*Task*: Your task is to copy every line below that contains the word "Beyond".

*** Opening of Extracted material ***

#[cfg(test)]
mod tests {
    use breacher_core::enums::{AlarmState, CoverHeight, DetectionState, EnemyArchetype};
    use breacher_core::types::{ActorId, GridPos};
    use rand::rngs::StdRng;
    use rand::SeedableRng;

    use crate::fsm::{decide, patrol_waypoint, Decision, EnemyContext, VisibleTarget};
    use crate::profiles::profile;

    fn make_context(archetype: EnemyArchetype) -> EnemyContext {
        EnemyContext {
            archetype,
            position: GridPos::new(5, 5),
            hp_frac: 1.0,
            magazine: 20,
            reserve: 40,
            suppressed: false,
            detection: DetectionState::Idle,
            last_known: None,
            alarm: AlarmState::Quiet,
            targets: Vec::new(),
        }
    }

    fn target(id: u32, pos: GridPos, distance: f64) -> VisibleTarget {
        VisibleTarget {
            id: ActorId(id),
            pos,
            distance,
            cover: CoverHeight::None,
        }
    }

    fn sighted(mut ctx: EnemyContext, t: VisibleTarget) -> EnemyContext {
        ctx.detection = DetectionState::Alerted;
        ctx.alarm = AlarmState::Alerted;
        ctx.last_known = Some(t.pos);
        ctx.targets.push(t);
        ctx
    }

    #[test]
    fn test_raider_closes_before_attacking() {
        // Beyond engage range, a healthy raider charges the target tile
        let pos = GridPos::new(11, 5);
        let ctx = sighted(make_context(EnemyArchetype::Raider), target(9, pos, 6.0));
        assert_eq!(decide(&ctx), Decision::MoveTo(pos));
    }

    #[test]
    fn test_raider_attacks_in_close() {
        let ctx = sighted(
            make_context(EnemyArchetype::Raider),
            target(9, GridPos::new(8, 5), 3.0),
        );
        assert_eq!(decide(&ctx), Decision::Attack(ActorId(9)));
    }

    #[test]
    fn test_raider_suppressed_does_not_charge() {
        // Pinned raiders fire from where they stand
        let mut ctx = sighted(
            make_context(EnemyArchetype::Raider),
            target(9, GridPos::new(11, 5), 6.0),
        );
        ctx.suppressed = true;
        assert_eq!(decide(&ctx), Decision::Attack(ActorId(9)));
    }

    #[test]
    fn test_raider_wounded_does_not_charge() {
        let mut ctx = sighted(
            make_context(EnemyArchetype::Raider),
            target(9, GridPos::new(11, 5), 6.0),
        );
        ctx.hp_frac = 0.2;
        assert_eq!(decide(&ctx), Decision::Attack(ActorId(9)));
    }

    #[test]
    fn test_heavy_suppresses_at_range() {
        // Beyond suppress range with rounds to spare, the heavy pins instead
        let ctx = sighted(
            make_context(EnemyArchetype::Heavy),
            target(3, GridPos::new(13, 5), 8.0),
        );
        assert_eq!(decide(&ctx), Decision::Suppress(ActorId(3)));
    }

    #[test]
    fn test_heavy_attacks_in_close() {
        let ctx = sighted(
            make_context(EnemyArchetype::Heavy),
            target(3, GridPos::new(9, 5), 4.0),
        );
        assert_eq!(decide(&ctx), Decision::Attack(ActorId(3)));
    }

    #[test]
    fn test_heavy_low_magazine_attacks() {
        // Not enough rounds left for a burst — aimed fire instead
        let mut ctx = sighted(
            make_context(EnemyArchetype::Heavy),
            target(3, GridPos::new(13, 5), 8.0),
        );
        ctx.magazine = 2;
        assert_eq!(decide(&ctx), Decision::Attack(ActorId(3)));
    }

    #[test]
    fn test_sentry_attacks_visible() {
        let ctx = sighted(
            make_context(EnemyArchetype::Sentry),
            target(7, GridPos::new(13, 5), 8.0),
        );
        assert_eq!(decide(&ctx), Decision::Attack(ActorId(7)));
    }

    #[test]
    fn test_sentry_overwatch_on_lost_contact() {
        // Alerted without a visible target, a sentry watches the sighting
        let mut ctx = make_context(EnemyArchetype::Sentry);
        ctx.detection = DetectionState::Alerted;
        ctx.alarm = AlarmState::Alerted;
        ctx.last_known = Some(GridPos::new(2, 9));
        assert_eq!(decide(&ctx), Decision::Overwatch(GridPos::new(2, 9)));
    }

    #[test]
    fn test_raider_hunts_last_known() {
        let mut ctx = make_context(EnemyArchetype::Raider);
        ctx.detection = DetectionState::Alerted;
        ctx.alarm = AlarmState::Alerted;
        ctx.last_known = Some(GridPos::new(2, 9));
        assert_eq!(decide(&ctx), Decision::MoveTo(GridPos::new(2, 9)));
    }

    #[test]
    fn test_suppressed_hunter_holds() {
        let mut ctx = make_context(EnemyArchetype::Raider);
        ctx.detection = DetectionState::Alerted;
        ctx.alarm = AlarmState::Alerted;
        ctx.last_known = Some(GridPos::new(2, 9));
        ctx.suppressed = true;
        assert_eq!(decide(&ctx), Decision::Hold);
    }

    #[test]
    fn test_reached_sighting_holds() {
        // Standing on the last-known tile with nothing in sight
        let mut ctx = make_context(EnemyArchetype::Raider);
        ctx.detection = DetectionState::Alerted;
        ctx.alarm = AlarmState::Alerted;
        ctx.last_known = Some(ctx.position);
        assert_eq!(decide(&ctx), Decision::Hold);
    }

    #[test]
    fn test_reload_when_dry() {
        // An empty magazine beats even a visible target
        let mut ctx = sighted(
            make_context(EnemyArchetype::Raider),
            target(9, GridPos::new(8, 5), 3.0),
        );
        ctx.magazine = 0;
        assert_eq!(decide(&ctx), Decision::Reload);
    }

    #[test]
    fn test_dry_with_no_reserve_holds() {
        let mut ctx = make_context(EnemyArchetype::Raider);
        ctx.magazine = 0;
        ctx.reserve = 0;
        assert_eq!(decide(&ctx), Decision::Hold);
    }

    #[test]
    fn test_idle_patrol_while_quiet() {
        let ctx = make_context(EnemyArchetype::Raider);
        assert_eq!(decide(&ctx), Decision::Patrol);
    }

    #[test]
    fn test_alarm_stops_patrol() {
        // Alarm raised elsewhere: still Idle itself, but stays at its post
        let mut ctx = make_context(EnemyArchetype::Raider);
        ctx.alarm = AlarmState::Alerted;
        assert_eq!(decide(&ctx), Decision::Hold);
    }

    #[test]
    fn test_static_archetypes_never_patrol() {
        assert_eq!(decide(&make_context(EnemyArchetype::Sentry)), Decision::Hold);
        assert_eq!(
            decide(&make_context(EnemyArchetype::WarDrone)),
            Decision::Hold
        );
    }

    #[test]
    fn test_nearest_target_wins() {
        let mut ctx = sighted(
            make_context(EnemyArchetype::WarDrone),
            target(4, GridPos::new(10, 5), 5.0),
        );
        ctx.targets.push(target(2, GridPos::new(8, 5), 3.0));
        assert_eq!(decide(&ctx), Decision::Attack(ActorId(2)));
    }

    #[test]
    fn test_equal_distance_prefers_exposed() {
        let mut ctx = sighted(
            make_context(EnemyArchetype::WarDrone),
            target(4, GridPos::new(10, 5), 4.0),
        );
        let mut covered = target(2, GridPos::new(5, 9), 4.0);
        covered.cover = CoverHeight::Half;
        ctx.targets.push(covered);
        assert_eq!(decide(&ctx), Decision::Attack(ActorId(4)));
    }

    #[test]
    fn test_full_tie_prefers_lower_id() {
        let mut ctx = sighted(
            make_context(EnemyArchetype::WarDrone),
            target(4, GridPos::new(10, 5), 4.0),
        );
        ctx.targets.push(target(2, GridPos::new(5, 9), 4.0));
        assert_eq!(decide(&ctx), Decision::Attack(ActorId(2)));
    }

    #[test]
    fn test_patrol_waypoint_stays_near_post() {
        let mut rng = StdRng::seed_from_u64(7);
        let spawn = GridPos::new(12, 12);
        for _ in 0..50 {
            let wp = patrol_waypoint(&mut rng, spawn, 4);
            assert!(
                wp.chebyshev_to(spawn) <= 4,
                "waypoint {:?} strayed past the patrol radius",
                wp
            );
        }
    }

    #[test]
    fn test_profiles_are_coherent() {
        // Every archetype must see at least as far as it wants to shoot from,
        // and suppression users must see past their suppress range
        let archetypes = [
            EnemyArchetype::Raider,
            EnemyArchetype::Sentry,
            EnemyArchetype::Heavy,
            EnemyArchetype::WarDrone,
        ];
        for archetype in archetypes {
            let p = profile(archetype);
            assert!(p.max_hp > 0, "{:?} should have positive hp", archetype);
            assert!(p.move_speed > 0.0, "{:?} should be able to move", archetype);
            assert!(
                p.vision_radius > p.suppress_range,
                "{:?} must see past its suppress range",
                archetype
            );
        }
    }
}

*** Close of Extracted material ***

*Your response*:
        // Beyond engage range, a healthy raider charges the target tile
        // Beyond suppress range with rounds to spare, the heavy pins instead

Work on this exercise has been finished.